Please reconsider your view on FATCA and citizenship based taxation imposed by USA on Taiwan, and all countries in the world. It is too simple just to say, ‘USA has the right to make its own taxation laws’. The picture is much more complicated than that. If USA had a law that prevented women from driving, would it be OK for USA to tell Taiwan that Taiwanese women with ‘US person’ status could not drive in Taiwan?
Think about it.
Subject: USA laws to be implemented in Taiwan! 121 questions for the Taiwan Government Concerning FATCA and IGA Legislation! The public has a right to know!
Dear Finance Minister Chang,
Taiwan is in the process of accepting the American law FATCA, written by American lawyers, in the interest of the American Government. Below is a list of questions that I have for all involved that need to be answered.
1. Have you done a full analysis and risk analysis concerning the USA FATCA regulation and your Intergovernmental Agreement (IGA)? I suspect you have not.
2. Have you not demanded that your own legal department review the legal commitment that Taiwan is making to the USA? Do you make legal commitments without using legal advice? If so, what was the result?
3. Do you understand that the definition of “US person” is owned by USA and not controlled by any IGA? You do understand what s US person is today? Today, it includes many Taiwanese citizens living in Taiwan, some of them who may have never set a foot in USA or ever had any connection with the USA.
4. What is the risk of the definition of “US person” changing? Is it controlled in your IGA agreement? The definition of US person changed as recently as this summer in similar situations---have you controlled in your IGA that it isn’t going to change again?
5. As you are implementing and accepting USA law into Taiwan, do you understand that you are taking upon US punishments into Taiwan as well? Do you understand the punishments that are applicable to bank employees? Has your IGA contract specifically protected Taiwan bank employees from prosecution under US law? (No, it hasn’t and it doesn’t matter whether you have signed an IGA or not.)
Shall be imprisoned not more than 3 years;
Or fined not more than $250,000 for individuals ($500,000 for corporations);
Or both, together with cost of prosecution.
6. Have you taken into account that the above punishments are US laws, not Taiwan laws, and that they are subject to change at any time according to US legislation or US tax rules?
7. The Taiwan tax treaty with the USA is unique, in that it requires Taiwan to aid in tax and penalty collection to the USA. Have you analyzed if Taiwan will then be liable to collect fines and/or extradite bank employees to USA?
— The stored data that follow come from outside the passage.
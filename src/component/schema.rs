//! Keyword-argument schemas: validation and coercion of component input

use std::fmt;
use std::str::FromStr;

use serde::Deserialize;
use thiserror::Error;

use crate::value::{Map, Value};

/// Component input that does not match the component's schema
#[derive(Debug, Error, Clone, PartialEq)]
#[error("invalid input for component '{component}': field '{field}' {reason}")]
pub struct ValidationError {
    pub component: String,
    pub field: String,
    pub reason: String,
}

/// Accepted type of a keyword argument
#[derive(Debug, Clone, Copy, PartialEq, Eq, Default, Deserialize)]
#[serde(rename_all = "lowercase")]
pub enum FieldKind {
    #[default]
    Any,
    Str,
    Int,
    Float,
    Bool,
    List,
    Map,
}

impl FromStr for FieldKind {
    type Err = String;

    fn from_str(s: &str) -> Result<Self, Self::Err> {
        match s {
            "any" => Ok(FieldKind::Any),
            "str" => Ok(FieldKind::Str),
            "int" => Ok(FieldKind::Int),
            "float" => Ok(FieldKind::Float),
            "bool" => Ok(FieldKind::Bool),
            "list" => Ok(FieldKind::List),
            "map" => Ok(FieldKind::Map),
            other => Err(format!("unknown field type '{}'", other)),
        }
    }
}

impl fmt::Display for FieldKind {
    fn fmt(&self, f: &mut fmt::Formatter<'_>) -> fmt::Result {
        let name = match self {
            FieldKind::Any => "any",
            FieldKind::Str => "str",
            FieldKind::Int => "int",
            FieldKind::Float => "float",
            FieldKind::Bool => "bool",
            FieldKind::List => "list",
            FieldKind::Map => "map",
        };
        f.write_str(name)
    }
}

/// One declared keyword argument
#[derive(Debug, Clone, PartialEq)]
pub struct Field {
    pub name: String,
    pub kind: FieldKind,
    pub required: bool,
    pub default: Option<Value>,
}

impl Field {
    /// Optional field of the given kind
    pub fn new(name: impl Into<String>, kind: FieldKind) -> Self {
        Self {
            name: name.into(),
            kind,
            required: false,
            default: None,
        }
    }

    pub fn required(mut self) -> Self {
        self.required = true;
        self
    }

    pub fn with_default(mut self, default: impl Into<Value>) -> Self {
        self.default = Some(default.into());
        self
    }

    /// Coerce `value` to this field's kind
    fn coerce(&self, value: Value) -> Result<Value, String> {
        let coerced = match (self.kind, value) {
            (FieldKind::Any, v) => v,
            (FieldKind::Str, v @ (Value::Str(_) | Value::Safe(_))) => v,
            (FieldKind::Int, Value::Int(n)) => Value::Int(n),
            (FieldKind::Int, Value::Str(s)) => match s.trim().parse::<i64>() {
                Ok(n) => Value::Int(n),
                Err(_) => return Err(format!("expected int, got '{}'", s)),
            },
            (FieldKind::Float, Value::Float(f)) => Value::Float(f),
            (FieldKind::Float, Value::Int(n)) => Value::Float(n as f64),
            (FieldKind::Float, Value::Str(s)) => match s.trim().parse::<f64>() {
                Ok(f) => Value::Float(f),
                Err(_) => return Err(format!("expected float, got '{}'", s)),
            },
            (FieldKind::Bool, Value::Bool(b)) => Value::Bool(b),
            (FieldKind::Bool, Value::Str(s)) => match s.trim() {
                "true" | "True" | "1" => Value::Bool(true),
                "false" | "False" | "0" => Value::Bool(false),
                _ => return Err(format!("expected bool, got '{}'", s)),
            },
            (FieldKind::List, v @ Value::List(_)) => v,
            (FieldKind::Map, v @ Value::Map(_)) => v,
            (kind, other) => {
                return Err(format!("expected {}, got {}", kind, other.type_name()));
            }
        };
        Ok(coerced)
    }
}

/// Declared keyword arguments of a component
///
/// The default schema is permissive: no declared fields and unknown
/// keywords pass through untouched.
#[derive(Debug, Clone, Default, PartialEq)]
pub struct Schema {
    fields: Vec<Field>,
    strict: bool,
}

impl Schema {
    pub fn new() -> Self {
        Self::default()
    }

    pub fn with_field(mut self, field: Field) -> Self {
        self.fields.push(field);
        self
    }

    /// Reject keywords that are not declared
    pub fn strict(mut self) -> Self {
        self.strict = true;
        self
    }

    pub fn fields(&self) -> &[Field] {
        &self.fields
    }

    pub fn field(&self, name: &str) -> Option<&Field> {
        self.fields.iter().find(|f| f.name == name)
    }

    /// Validate `kwargs`, returning them coerced with defaults filled in
    pub fn validate(&self, component: &str, kwargs: &Map) -> Result<Map, ValidationError> {
        let error = |field: &str, reason: String| ValidationError {
            component: component.to_string(),
            field: field.to_string(),
            reason,
        };

        let mut validated = Map::with_capacity(kwargs.len());
        for (key, value) in kwargs {
            match self.field(key) {
                Some(field) if field.kind == FieldKind::Any || !value.is_none() => {
                    let coerced = field.coerce(value.clone()).map_err(|reason| error(key, reason))?;
                    validated.insert(key.clone(), coerced);
                }
                Some(_) => {}
                None if self.strict => {
                    return Err(error(key, "is not a declared argument".to_string()));
                }
                None => {
                    validated.insert(key.clone(), value.clone());
                }
            }
        }

        for field in &self.fields {
            if validated.contains_key(&field.name) {
                continue;
            }
            match &field.default {
                Some(default) => {
                    validated.insert(field.name.clone(), default.clone());
                }
                None if field.required => {
                    return Err(error(&field.name, "is required".to_string()));
                }
                None => {}
            }
        }
        Ok(validated)
    }
}

#[cfg(test)]
mod tests {
    use super::*;
    use pretty_assertions::assert_eq;

    fn kwargs(pairs: &[(&str, Value)]) -> Map {
        pairs
            .iter()
            .map(|(k, v)| (k.to_string(), v.clone()))
            .collect()
    }

    #[test]
    fn test_permissive_schema_passes_everything() {
        let input = kwargs(&[("anything", Value::Int(1))]);
        assert_eq!(Schema::new().validate("c", &input).unwrap(), input);
    }

    #[test]
    fn test_defaults_and_coercion() {
        let schema = Schema::new()
            .with_field(Field::new("depth", FieldKind::Int).with_default(0))
            .with_field(Field::new("ratio", FieldKind::Float))
            .with_field(Field::new("open", FieldKind::Bool));
        let input = kwargs(&[("ratio", Value::Int(2)), ("open", "true".into())]);
        let out = schema.validate("c", &input).unwrap();
        assert_eq!(out.get("depth"), Some(&Value::Int(0)));
        assert_eq!(out.get("ratio"), Some(&Value::Float(2.0)));
        assert_eq!(out.get("open"), Some(&Value::Bool(true)));
    }

    #[test]
    fn test_string_to_int() {
        let schema = Schema::new().with_field(Field::new("n", FieldKind::Int));
        let out = schema.validate("c", &kwargs(&[("n", "42".into())])).unwrap();
        assert_eq!(out.get("n"), Some(&Value::Int(42)));
    }

    #[test]
    fn test_error_names_field() {
        let schema = Schema::new().with_field(Field::new("n", FieldKind::Int));
        let err = schema.validate("counter", &kwargs(&[("n", "abc".into())])).unwrap_err();
        assert_eq!(err.component, "counter");
        assert_eq!(err.field, "n");
        assert_eq!(
            err.to_string(),
            "invalid input for component 'counter': field 'n' expected int, got 'abc'"
        );
    }

    #[test]
    fn test_required_field_missing() {
        let schema = Schema::new().with_field(Field::new("title", FieldKind::Str).required());
        let err = schema.validate("card", &Map::new()).unwrap_err();
        assert_eq!(err.field, "title");
        assert_eq!(err.reason, "is required");
        let err = schema
            .validate("card", &kwargs(&[("title", Value::None)]))
            .unwrap_err();
        assert_eq!(err.field, "title");
    }

    #[test]
    fn test_strict_rejects_unknown() {
        let schema = Schema::new().strict();
        let err = schema.validate("c", &kwargs(&[("x", Value::Int(1))])).unwrap_err();
        assert_eq!(err.field, "x");
    }
}
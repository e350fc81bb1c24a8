//! Token and syntax tree types for trellis templates

use std::sync::Arc;

use crate::value::Value;

pub use crate::error::Span;

/// Node with source location
#[derive(Debug, Clone, PartialEq)]
pub struct Spanned<T> {
    pub node: T,
    pub span: Span,
}

impl<T> Spanned<T> {
    pub fn new(node: T, span: Span) -> Self {
        Self { node, span }
    }
}

/// Top-level template token produced by the tokenizers
#[derive(Debug, Clone, PartialEq, Eq)]
pub enum Token {
    /// Literal text between tags
    Text(String),
    /// Trimmed contents of a `{{ ... }}` tag
    VarRef(String),
    /// Name of a `{% ... %}` tag
    TagStart(String),
    /// One whitespace-separated argument of the preceding tag
    TagArg(String),
    /// Closing `%}` of a block tag
    TagEnd,
}

/// A compiled template
#[derive(Debug, Clone, PartialEq)]
pub struct Template {
    pub nodes: Body,
}

impl Template {
    pub fn new(nodes: Vec<Spanned<Node>>) -> Self {
        Self {
            nodes: nodes.into(),
        }
    }

    /// True when the template has no renderable content
    pub fn is_empty(&self) -> bool {
        self.nodes.is_empty()
    }
}

/// Shared, immutable list of nodes
pub type Body = Arc<[Spanned<Node>]>;

/// Template tree node
#[derive(Debug, Clone, PartialEq)]
pub enum Node {
    /// Raw text
    Text(String),
    /// `{{ expr }}`
    Output(Expr),
    /// `{% if %}` / `{% elif %}` / `{% else %}`
    If {
        branches: Vec<(Spanned<Expr>, Body)>,
        otherwise: Option<Body>,
    },
    /// `{% for a, b in items reversed %}` with optional `{% empty %}`
    For {
        vars: Vec<String>,
        iterable: Spanned<Expr>,
        reversed: bool,
        body: Body,
        empty: Option<Body>,
    },
    /// `{% with key=value %}`
    With { bindings: Vec<Kwarg>, body: Body },
    /// `{% component "name" ... %}`
    Component(Arc<ComponentNode>),
    /// `{% fill "name" %}`; only valid directly inside a component body
    Fill(Arc<FillNode>),
    /// `{% slot "name" default required key=value %}`
    Slot(Arc<SlotNode>),
    /// `{% html_attrs attrs defaults key=value %}`
    HtmlAttrs {
        attrs: Option<Spanned<Expr>>,
        defaults: Option<Spanned<Expr>>,
        kwargs: Vec<Kwarg>,
    },
    /// `{% provide "key" name=value %}`
    Provide {
        key: Spanned<Expr>,
        values: Vec<Kwarg>,
        body: Body,
    },
    /// `{% lorem 3 w random %}`
    Lorem {
        count: Spanned<Expr>,
        method: LoremMethod,
        random: bool,
    },
    /// `{% component_css_dependencies %}` / `{% component_js_dependencies %}`
    Dependencies(DepsKind),
}

/// Keyword argument `name=expr`
#[derive(Debug, Clone, PartialEq)]
pub struct Kwarg {
    pub name: Spanned<String>,
    pub value: Spanned<Expr>,
}

/// Parsed `{% component %}` tag
#[derive(Debug, Clone, PartialEq)]
pub struct ComponentNode {
    pub name: Spanned<Expr>,
    pub args: Vec<Spanned<Expr>>,
    pub kwargs: Vec<Kwarg>,
    /// `only` flag: render with an isolated context regardless of settings
    pub only: bool,
    pub fills: Fills,
}

/// Content passed between `{% component %}` and `{% endcomponent %}`
#[derive(Debug, Clone, PartialEq)]
pub enum Fills {
    /// Body without fill tags; fills the default slot
    Implicit(Body),
    /// One or more `{% fill %}` tags
    Explicit(Vec<Arc<FillNode>>),
}

impl Fills {
    pub fn empty() -> Self {
        Fills::Implicit(Arc::from(Vec::new()))
    }
}

/// Parsed `{% fill %}` tag
#[derive(Debug, Clone, PartialEq)]
pub struct FillNode {
    pub name: Spanned<Expr>,
    /// Variable that receives the slot's keyword arguments
    pub data_var: Option<String>,
    pub body: Body,
}

/// Parsed `{% slot %}` tag
#[derive(Debug, Clone, PartialEq)]
pub struct SlotNode {
    pub name: Spanned<Expr>,
    pub is_default: bool,
    pub required: bool,
    pub kwargs: Vec<Kwarg>,
    pub body: Body,
}

/// Output style of `{% lorem %}`
#[derive(Debug, Clone, Copy, PartialEq, Eq)]
pub enum LoremMethod {
    /// Words
    Words,
    /// HTML paragraphs wrapped in `<p>`
    Paragraphs,
    /// Plain-text paragraphs separated by blank lines
    Blocks,
}

/// Which dependency placeholder a tag emits
#[derive(Debug, Clone, Copy, PartialEq, Eq, Hash)]
pub enum DepsKind {
    Css,
    Js,
}

/// Expression in variable tags and tag arguments
#[derive(Debug, Clone, PartialEq)]
pub enum Expr {
    Literal(Value),
    /// Variable lookup with attribute/index access: `a.b.0`
    Path {
        root: String,
        segments: Vec<PathSegment>,
    },
    /// String literal containing template syntax
    Template(Arc<Template>),
    Filter {
        input: Box<Expr>,
        filter: Filter,
        arg: Option<Box<Expr>>,
    },
    Not(Box<Expr>),
    And(Box<Expr>, Box<Expr>),
    Or(Box<Expr>, Box<Expr>),
    Compare {
        op: CmpOp,
        left: Box<Expr>,
        right: Box<Expr>,
    },
}

impl Expr {
    /// Bare identifier without attribute access, e.g. a flag like `required`
    pub fn as_flag(&self) -> Option<&str> {
        match self {
            Expr::Path { root, segments } if segments.is_empty() => Some(root),
            _ => None,
        }
    }

    /// String literal value
    pub fn as_literal_str(&self) -> Option<&str> {
        match self {
            Expr::Literal(Value::Str(s)) => Some(s),
            _ => None,
        }
    }
}

#[derive(Debug, Clone, PartialEq, Eq)]
pub enum PathSegment {
    Key(String),
    Index(usize),
}

#[derive(Debug, Clone, Copy, PartialEq, Eq)]
pub enum CmpOp {
    Eq,
    Ne,
    Lt,
    Le,
    Gt,
    Ge,
    In,
    NotIn,
}

/// Built-in filters
#[derive(Debug, Clone, Copy, PartialEq, Eq)]
pub enum Filter {
    Default,
    DefaultIfNone,
    Upper,
    Lower,
    Title,
    Capfirst,
    Length,
    Add,
    Join,
    Safe,
    Escape,
    First,
    Last,
    Slugify,
}

impl Filter {
    /// Look up a filter by its template name
    pub fn from_name(name: &str) -> Option<Self> {
        let filter = match name {
            "default" => Filter::Default,
            "default_if_none" => Filter::DefaultIfNone,
            "upper" => Filter::Upper,
            "lower" => Filter::Lower,
            "title" => Filter::Title,
            "capfirst" => Filter::Capfirst,
            "length" => Filter::Length,
            "add" => Filter::Add,
            "join" => Filter::Join,
            "safe" => Filter::Safe,
            "escape" => Filter::Escape,
            "first" => Filter::First,
            "last" => Filter::Last,
            "slugify" => Filter::Slugify,
            _ => return None,
        };
        Some(filter)
    }
}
8. Are you aware that the IGA you are signing for Taiwan commits Taiwan to everything yet commits USA to nothing? (meaning that Taiwan gets nothing but promises in return?) Reference Rep Posey Letter to Treasury Secretary Jack Lew, July 1, 2013 as below:
(Posey letter July 1) http://www.google.com.tw/url?sa=t&rct=j&q=&esrc=s&frm=1&source=web&cd=1&cad=rja&ved=0CDAQFjAA&url=http%3A%2F%2Fwww.repealfatca.com%2Fdownloads%2FPosey_letter_to_Sec._Lew_July_1%2C_2013.pdf&ei=jF1-Uq_WAcTgkAXc-oDoBg&usg=AFQjCNFAMymJ72NKc5CclBRPoppn59uF0Q
9. You are aware that an IGA is not a treaty, aren’t you? A treaty needs to be ratified by a legislative body, and the IGA will not be.
10. Are you aware that the IGA is not connected to the original FATCA legislation, HR 2847, and therefore does not commit the USA to anything?
11. Have you analyzed the effects of FATCA upon Taiwanese citizens living in Taiwan?
12. Have you analyzed FATCA’s reporting and mechanisms upon Taiwanese citizens, regarding discrimination according to national origin? Is it such that certain Taiwanese citizens are the new Jews? Will they be punished? How? Bankrupted? Extradited? Will they be loaded onto transports and sent off to their fate?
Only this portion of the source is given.